In Rural Colombia, At The Gory Intersection Of Social Media And Bullfighting

Images are spreading of extreme cruelty to animals at the corralejas, a version of bullfighting in remote areas of Colombia. Social media can be both enemy and friend for animal rights activists.

Corraleja in Sincelejo, Colombia.
Corraleja in Sincelejo, Colombia.
Angélica María Cuevas


BOGOTA — How can something be disgusting, unacceptable and damnable to some people, and natural if not entertaining to others?

If the digital revolution has given us one thing, it is the ability to see certain realities we could not before. We are now able to witness the daily routine of astronauts in the International Space Station, but also questionable rituals such as female circumcision, still practiced among some ethnic groups of the African and American continents.

And now, closer to home here in Colombia, the corralejas bullfighting festivals in the northern part of the country, which lead to scenes that many of us would consider atrocious.

First there was the bull at the Turbaco corraleja, in the Bolívar department, a couple of days ago: After being stabbed between in the neck, the animal was stoned and beaten to death by a group of men. Then there was the video of the horse gored in Buenavista, then dismembered alive by a male mob. The horse was then cut into pieces, and likely barbecued later on.

In neither of those "incidents" do we see any trace of indignation among witnesses. The men who jumped on the bull and those who cut the horse considered this a natural thing, as did their cheering audience.

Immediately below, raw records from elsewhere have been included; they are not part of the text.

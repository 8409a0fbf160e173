//! VEP consequence helpers: severity order, canonical filtering and
//! per-record consequence summaries.

mod csq;
mod process;

pub use csq::{
    add_most_severe_consequence_to_consequence, csq_rank, most_severe_consequence, CSQ_ORDER,
};
pub use process::{
    filter_vep_to_canonical_transcripts, get_most_severe_consequence_for_summary,
    process_consequences, LOFTEE_LABELS,
};
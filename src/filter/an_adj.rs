//! Allele-number based call-rate criterion.
//!
//! The observed allele number of a variant is compared with the maximum
//! attainable AN for its chromosomal context, given how many XX and XY
//! samples were called.

use crate::data::{Frequency, Locus, LocusClass, ReferenceGenome, SampleMetadata};
use crate::error::{Result, SummaryError};
use serde::{Deserialize, Serialize};
use std::collections::BTreeMap;

/// Number of samples per sex karyotype label; `None` collects missing labels.
#[derive(Debug, Clone, Default, PartialEq, Eq, Serialize, Deserialize)]
pub struct SamplesBySex(pub BTreeMap<Option<String>, u64>);

impl SamplesBySex {
    /// Count samples per karyotype from a metadata column.
    pub fn from_metadata(metadata: &SampleMetadata, sex_field: &str) -> Result<Self> {
        Ok(Self(metadata.counter(sex_field)?))
    }

    pub fn total(&self) -> u64 {
        self.0.values().sum()
    }

    /// Number of samples with `label`; absent labels count as zero.
    pub fn count(&self, label: &str) -> u64 {
        self.0.get(&Some(label.to_string())).copied().unwrap_or(0)
    }
}

impl<S: Into<String>> FromIterator<(S, u64)> for SamplesBySex {
    fn from_iter<I: IntoIterator<Item = (S, u64)>>(iter: I) -> Self {
        Self(iter.into_iter().map(|(k, v)| (Some(k.into()), v)).collect())
    }
}

/// Settings of the AN criterion that name metadata fields and labels.
#[derive(Debug, Clone, PartialEq, Serialize, Deserialize)]
#[serde(default)]
pub struct AnAdjConfig {
    /// Metadata column holding the sex karyotype.
    pub sex_field: String,
    pub xy_label: String,
    pub xx_label: String,
    /// Fraction of the expected AN a variant must reach.
    pub an_proportion_cutoff: f64,
    pub reference_genome: ReferenceGenome,
}

impl Default for AnAdjConfig {
    fn default() -> Self {
        Self {
            sex_field: "sex_imputation.sex_karyotype".to_string(),
            xy_label: "XY".to_string(),
            xx_label: "XX".to_string(),
            an_proportion_cutoff: 0.8,
            reference_genome: ReferenceGenome::GRCh38,
        }
    }
}

/// Resolved AN criterion, ready to evaluate per variant.
#[derive(Debug, Clone, PartialEq)]
pub struct AnAdjCriterion {
    n_total: u64,
    n_xy: u64,
    n_xx: u64,
    freq_index: usize,
    cutoff: f64,
    genome: ReferenceGenome,
}

impl AnAdjCriterion {
    /// Build the criterion from per-karyotype sample counts.
    pub fn new(samples_by_sex: &SamplesBySex, config: &AnAdjConfig, freq_index: usize) -> Result<Self> {
        if !(0.0..=1.0).contains(&config.an_proportion_cutoff) {
            return Err(SummaryError::InvalidParameter(
                "AN proportion cutoff must be between 0 and 1".to_string(),
            ));
        }
        for label in [&config.xy_label, &config.xx_label] {
            if samples_by_sex.count(label) == 0 {
                tracing::warn!("No samples with sex karyotype '{}'", label);
            }
        }
        Ok(Self {
            n_total: samples_by_sex.total(),
            n_xy: samples_by_sex.count(&config.xy_label),
            n_xx: samples_by_sex.count(&config.xx_label),
            freq_index,
            cutoff: config.an_proportion_cutoff,
            genome: config.reference_genome,
        })
    }

    /// Build the criterion by counting karyotypes in sample metadata.
    pub fn from_metadata(metadata: &SampleMetadata, config: &AnAdjConfig, freq_index: usize) -> Result<Self> {
        let samples_by_sex = SamplesBySex::from_metadata(metadata, &config.sex_field)?;
        tracing::info!(
            "Samples by sex karyotype: {} total, {} {}, {} {}",
            samples_by_sex.total(),
            samples_by_sex.count(&config.xx_label),
            config.xx_label,
            samples_by_sex.count(&config.xy_label),
            config.xy_label
        );
        Self::new(&samples_by_sex, config, freq_index)
    }

    /// Maximum attainable AN for a locus class; `None` outside
    /// autosomes, PARs and the non-PAR sex chromosomes.
    pub fn expected_max_an(&self, class: LocusClass) -> Option<u64> {
        match class {
            LocusClass::AutosomeOrPar => Some(2 * self.n_total),
            LocusClass::XNonPar => Some(self.n_xy + 2 * self.n_xx),
            LocusClass::YNonPar => Some(self.n_xy),
            LocusClass::Other => None,
        }
    }

    /// Whether the observed AN reaches the cutoff fraction of the expected
    /// maximum. Missing when the locus class has no expectation or AN is missing.
    pub fn evaluate(&self, locus: &Locus, freq: &[Frequency]) -> Option<bool> {
        let expected = self.expected_max_an(locus.class(self.genome))?;
        let an = freq.get(self.freq_index)?.an?;
        Some(an as f64 >= self.cutoff * expected as f64)
    }
}

#[cfg(test)]
mod tests {
    use super::*;

    fn samples() -> SamplesBySex {
        // 60 XX, 40 XY
        [("XX", 60), ("XY", 40)].into_iter().collect()
    }

    fn criterion(cutoff: f64) -> AnAdjCriterion {
        let config = AnAdjConfig {
            an_proportion_cutoff: cutoff,
            ..Default::default()
        };
        AnAdjCriterion::new(&samples(), &config, 0).unwrap()
    }

    fn freq(an: u64) -> Vec<Frequency> {
        vec![Frequency::new(1, an)]
    }

    #[test]
    fn test_expected_max_an() {
        let c = criterion(0.8);
        assert_eq!(c.expected_max_an(LocusClass::AutosomeOrPar), Some(200));
        assert_eq!(c.expected_max_an(LocusClass::XNonPar), Some(160));
        assert_eq!(c.expected_max_an(LocusClass::YNonPar), Some(40));
        assert_eq!(c.expected_max_an(LocusClass::Other), None);
    }

    #[test]
    fn test_autosome_threshold() {
        let c = criterion(0.8);
        let locus = Locus::new("chr1", 1000);
        assert_eq!(c.evaluate(&locus, &freq(160)), Some(true));
        assert_eq!(c.evaluate(&locus, &freq(159)), Some(false));
    }

    #[test]
    fn test_sex_chromosomes() {
        let c = criterion(0.8);
        // X non-PAR expects 160, threshold 128.
        assert_eq!(c.evaluate(&Locus::new("chrX", 50_000_000), &freq(128)), Some(true));
        assert_eq!(c.evaluate(&Locus::new("chrX", 50_000_000), &freq(127)), Some(false));
        // X PAR uses the autosomal expectation.
        assert_eq!(c.evaluate(&Locus::new("chrX", 100_000), &freq(128)), Some(false));
        // Y non-PAR expects 40, threshold 32.
        assert_eq!(c.evaluate(&Locus::new("chrY", 10_000_000), &freq(32)), Some(true));
    }

    #[test]
    fn test_missing_cases() {
        let c = criterion(0.8);
        assert_eq!(c.evaluate(&Locus::new("chrM", 100), &freq(1000)), None);
        assert_eq!(c.evaluate(&Locus::new("chr1", 100), &[]), None);
        let no_an = vec![Frequency { ac: Some(1), an: None, af: None }];
        assert_eq!(c.evaluate(&Locus::new("chr1", 100), &no_an), None);
    }

    #[test]
    fn test_monotone_in_cutoff() {
        let locus = Locus::new("chr2", 5000);
        let an = freq(120);
        let mut previous = false;
        for step in (0..=10).rev() {
            let passes = criterion(step as f64 / 10.0).evaluate(&locus, &an).unwrap();
            // Lowering the cutoff never turns a pass into a fail.
            assert!(passes || !previous);
            previous = passes;
        }
        assert!(previous);
    }

    #[test]
    fn test_invalid_cutoff() {
        let config = AnAdjConfig {
            an_proportion_cutoff: 1.5,
            ..Default::default()
        };
        assert!(AnAdjCriterion::new(&samples(), &config, 0).is_err());
    }

    #[test]
    fn test_from_metadata_counts_missing_karyotypes() {
        let mut meta = SampleMetadata::new();
        let field = "sex_imputation.sex_karyotype".to_string();
        meta.push_sample("S1", vec![(field.clone(), "XX".to_string())]);
        meta.push_sample("S2", vec![(field.clone(), "XY".to_string())]);
        meta.push_sample("S3", vec![(field, "".to_string())]);

        let c = AnAdjCriterion::from_metadata(&meta, &AnAdjConfig::default(), 0).unwrap();
        assert_eq!(c.expected_max_an(LocusClass::AutosomeOrPar), Some(6));
        assert_eq!(c.expected_max_an(LocusClass::XNonPar), Some(3));
    }
}
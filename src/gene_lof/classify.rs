//! Selection of the consequences that enter the gene-level matrix.

use crate::data::TranscriptConsequence;
use std::collections::BTreeSet;

/// Which transcript consequences count as loss-of-function.
#[derive(Debug, Clone, PartialEq)]
pub struct LofPolicy {
    /// Without LOFTEE, classify by consequence term instead of `lof`.
    pub pre_loftee: bool,
    /// Terms counted as LoF when `pre_loftee` is set.
    pub lof_csq_set: BTreeSet<String>,
    /// Extra terms kept regardless of LoF status.
    pub additional_csq_set: BTreeSet<String>,
}

impl LofPolicy {
    fn is_lof(&self, csq: &TranscriptConsequence) -> bool {
        if self.pre_loftee {
            csq.most_severe_consequence
                .as_ref()
                .is_some_and(|term| self.lof_csq_set.contains(term))
        } else {
            csq.lof.as_deref() == Some("HC") && csq.lof_flags.is_none()
        }
    }

    fn is_additional(&self, csq: &TranscriptConsequence) -> bool {
        csq.most_severe_consequence
            .as_ref()
            .is_some_and(|term| self.additional_csq_set.contains(term))
    }

    /// Whether a consequence is kept. Expects `most_severe_consequence`
    /// to be annotated.
    pub fn keeps(&self, csq: &TranscriptConsequence) -> bool {
        self.is_lof(csq) || self.is_additional(csq)
    }
}
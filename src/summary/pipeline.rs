//! Summary counts of a variant table, stratified by frequency bin.

use crate::data::{FreqBinRow, SummaryCountsTable, VariantRecord, VariantTable};
use crate::error::Result;
use crate::filter::{filter_low_conf_regions, RegionFilter};
use crate::frequency::{freq_bin, FreqBin};
use crate::summary::counts::{count_categories, count_categories_by};
use crate::vep::{filter_vep_to_canonical_transcripts, get_most_severe_consequence_for_summary};
use rayon::prelude::*;
use serde::{Deserialize, Serialize};

/// Parameters of [`get_summary_counts`].
#[derive(Debug, Clone, Default, PartialEq, Eq, Serialize, Deserialize)]
#[serde(default)]
pub struct SummaryCountsConfig {
    /// Frequency subset used for binning.
    pub freq_index: usize,
    /// Also drop variants in decoy regions.
    pub filter_decoy: bool,
    /// Emit a zero row for every bin that has no variants.
    pub fill_missing_bins: bool,
}

/// Count variants per category over PASS variants outside low-confidence
/// regions, in total and per frequency bin.
///
/// Consequences are restricted to canonical transcripts before the most
/// severe consequence and LOFTEE call of each variant are derived. Without a
/// region filter the region step is skipped.
pub fn get_summary_counts(
    table: VariantTable,
    regions: Option<&dyn RegionFilter>,
    config: &SummaryCountsConfig,
) -> Result<SummaryCountsTable> {
    let n_input = table.len();
    tracing::info!("Filtering to PASS variants...");
    let mut records = table.filter(VariantRecord::is_pass).into_records();
    tracing::debug!("{} of {} variants PASS", records.len(), n_input);

    match regions {
        Some(regions) => {
            tracing::info!("Removing variants in low confidence regions...");
            records = filter_low_conf_regions(records, regions, config.filter_decoy);
            tracing::debug!("{} variants outside low confidence regions", records.len());
        }
        None => tracing::info!("No low confidence regions supplied, skipping region filter"),
    }

    tracing::info!("Annotating canonical consequences, LOFTEE calls and frequency bins...");
    let freq_index = config.freq_index;
    let records: Vec<VariantRecord> = records
        .into_par_iter()
        .map(|rec| {
            let mut rec = get_most_severe_consequence_for_summary(filter_vep_to_canonical_transcripts(rec));
            rec.freq_bin = freq_bin(&rec.freq, freq_index);
            rec
        })
        .collect();

    if records.is_empty() {
        tracing::warn!("No variants left after filtering");
    }

    tracing::info!("Computing global summary counts...");
    let globals = count_categories(&records);

    tracing::info!("Computing summary counts per frequency bin...");
    let mut by_bin = count_categories_by(&records, |r| r.freq_bin);
    let missing_bin = by_bin.remove(&None);

    let mut rows: Vec<FreqBinRow> = if config.fill_missing_bins {
        FreqBin::ALL
            .iter()
            .map(|&bin| FreqBinRow {
                freq_bin: Some(bin),
                counts: by_bin.remove(&Some(bin)).unwrap_or_default(),
            })
            .collect()
    } else {
        by_bin
            .into_iter()
            .map(|(freq_bin, counts)| FreqBinRow { freq_bin, counts })
            .collect()
    };
    if let Some(counts) = missing_bin {
        rows.push(FreqBinRow {
            freq_bin: None,
            counts,
        });
    }

    let summary = SummaryCountsTable { globals, rows };
    debug_assert_eq!(summary.row_total(), summary.globals);
    Ok(summary)
}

So, why is one person's chilling spectacle another's festive moment?

For Aura Angélica Hernández, a social and cultural anthropologist teaching at the University of Antioquia, there are cultural contexts for the corralejas rooted in the communities that celebrate them — though they may seem incomprehensible to people in cities. "The bullfighting game that began in colonial times has been kept alive in isolated rural regions, with some changes, and is now a massive commercial spectacle that attracts all social classes. The poor pay a few pesos and enter the arena, at the risk of facing the animal, and the rich watch from the stands, throwing down sweets and even money," she says.

For the people of this region, participating in a corraleja is a heroic act: If the bull gores you, you show off your wounds. People from the countryside really look forward to this celebration. "All this is part of a spectacle bathed in liquor and crowd euphoria," Hernández notes. "The boss — the person who pays for the bull and horse — is upstairs, the indigenous fighters are below. Bringing the animal down can represent a triumph of the oppressed over the powerful."

The cultural distance between city and rural contexts can make this shocking for city dwellers. Those who have grown in the countryside, explains Hernández, are used to killing cattle and providing food for themselves — yet, of course, many are appalled by animal torture. People from rural areas are used to seeing a cow's throat being slit, and though they have a different relationship with horses, they still see the animal in terms of its utility, including after it is killed.

Paolo Vignolo, a historian and lecturer at the Colombian National University, has amply researched Colombia's festivities and carnivals. He says that such celebrations are particularly interesting because they reflect a group's or a community's social dynamics. In these you can see many symptoms of the unease that exists in a region. But the corralejas can also be seen as spaces wherein the local community can release tension that has been building up.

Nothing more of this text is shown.